Putting things into Perspective

Category: Uncategorized — Biella @ 11:21 pm

So today as reported on Lawrence Lessig’s blog, IBM is pledging 500 patents to a patent pool a safe zone for open source development. Even though Lessig places this news under his “hero” category, I will use my Not Wholesome category, in fact I think I will break out my rarely used Not Wholesome!!! category to comment on it,

Why? In 1999, IBM, the largest patent holder in the world, made a profit of 1 billion dollars from patent licenses alone (!!!) and along with this, they accrued a record breaking 2,756 new patents (!!!). The following year, they made 1.5 billion from their patents and were awarded 3.4000 new patents. 500 patents in a safe sone patent pool is not even like placing patents in a kiddie pool but is more like putting them in a (small) spalsh of urine. I am not alone in thinking of IBM’s move as tactically disingenous, yet enormously advantageous for them. It gives them some sort of street cred, fame, and publicity, and sort of serves to momentarily ward off the contradiction that is open source at the largest patent holder in the world (and probably Known Universe). I was also glad to see NoSoftwarePatents stand firm to their credo:

It’s just diversionary tactics. Let’s put this into perspective: We’re talking about roughly 1% of IBM’s worldwide patent portfolio. They file that number of patents in about a month’s time.

Ok, so I have to admit as much as I think this is a problematic political move, it does make my dissertation a tad more exciting (I have a whole section on IBM) and I can’t really claim some total vitriolic hate for IBM. After all, I just ordered an X40.

January 10, 2005

Dramatic weight loss

Category: Uncategorized — Biella @ 5:18 pm

So if your eldely parent all of a sudden loses a ton weight, and sh/e is not on some crazy low carb weight loss diet, or has some other medical condition, there is a chance, according to a very preliminary study, that weight loss can presage alzheimers . I know, I know the data looks shaky and weight loss can indicate a panopoly of conditions, but this stikes home because my mom lost massive weight before she got alzheimers and then as it her percpetual disturbances and memory degraded, she lost even more weight.

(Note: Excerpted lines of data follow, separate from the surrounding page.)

use axum::{Json, Router, extract::State, routing::get};

use crate::db::Department;
use crate::{StaffError, router::StaffState};

pub fn router() -> Router<StaffState> {
    Router::new().route("/", get(list_departments))
}

pub async fn list_departments(
    State(state): State<StaffState>,
) -> Result<Json<Vec<Department>>, StaffError> {
    Ok(Json(state.storage.list_departments().await?))
}
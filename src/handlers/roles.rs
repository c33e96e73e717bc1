use axum::{Json, Router, extract::State, routing::get};

use crate::db::Role;
use crate::{StaffError, router::StaffState};

pub fn router() -> Router<StaffState> {
    Router::new().route("/", get(list_roles))
}

pub async fn list_roles(State(state): State<StaffState>) -> Result<Json<Vec<Role>>, StaffError> {
    Ok(Json(state.storage.list_roles().await?))
}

She went from around 135-140 pounds to 120 and then dropped to 114, 110, and has stablized at 104 for over a year now. She sometimes strikes as a walking corpse at least to those who knew here in the past. I sometimes feel like people look at me like I withold food from her but in fact she eats and can’t seem to put on weight.

She was eating a ton during the first drop in weight while I cannot say what happened during the second. I then also lived with when she reached 104, stuffing her with all sorts of food and lots of fat, but her weight never budged.

I bet such dramatic weight lost over the course of what seemed only like months, cannot be all that good for you. I know that fasts/hunger strikes can lead to brain damage, in part because of near total lack of the vitamin Bs. I wonder if such quick and dramatic weight loss even if spread a bit over timecan act somewhat like a prolonged mini-fast, speeding up the degradation of the brain because of lack of essential vitamins and such. I am sure it indicates some sort of malabsorption but for a doc of the brain to think of digestion is like sunbathing, along the lake, in Chicago, in Feburary, during the middle of an ice-storm.. Not likley.

Anyway, interesting stuff and if anything

January 8, 2005

East Meet West

Category: Uncategorized — Biella @ 8:47 pm

Hmm even if it may be somewhat NANCY (Not A Nother Consciousness Yammering), I think that this debate between the Buddhist/scholarAndy Wallace and John Searle to be held next Friday at Northwestern, looks promising…

ps–> John Searle has a pictureonline with like a gazillion pixels. With such an image and such sharpness, makes you wonder if he secretly wants to be a male model.